- [TASK DETAILS] Once the records below have been read, copy them all out exactly.
____ PROVIDED RECORDS
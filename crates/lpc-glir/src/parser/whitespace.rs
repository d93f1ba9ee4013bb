//! Whitespace and comment parsing.

use nom::{
    branch::alt,
    character::complete::{char, multispace1, not_line_ending},
    combinator::{map, recognize},
    multi::many0,
    sequence::pair,
    IResult,
};

/// Whitespace and `;` line comments - returns the matched string
pub(crate) fn blank_space(input: &str) -> IResult<&str, &str> {
    recognize(many0(alt((
        map(multispace1, |_| ()),
        map(pair(char(';'), not_line_ending), |_| ()),
    ))))(input)
}

/// Skip whitespace and comments
pub(crate) fn blank(input: &str) -> IResult<&str, ()> {
    map(blank_space, |_| ())(input)
}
________
- [EXPECTED OUTPUT]
filename crates/lpc-glir/src/parser/whitespace.rs
repository d93f1ba9ee4013bb
//! Whitespace and comment parsing.

use nom::{
    branch::alt,
    character::complete::{char, multispace1, not_line_ending},
    combinator::{map, recognize},
    multi::many0,
    sequence::pair,
    IResult,
};

/// Whitespace and `;` line comments - returns the matched string
pub(crate) fn blank_space(input: &str) -> IResult<&str, &str> {
    recognize(many0(alt((
        map(multispace1, |_| ()),
        map(pair(char(';'), not_line_ending), |_| ()),
    ))))(input)
}

/// Skip whitespace and comments
pub(crate) fn blank(input: &str) -> IResult<&str, ()> {
    map(blank_space, |_| ())(input)
}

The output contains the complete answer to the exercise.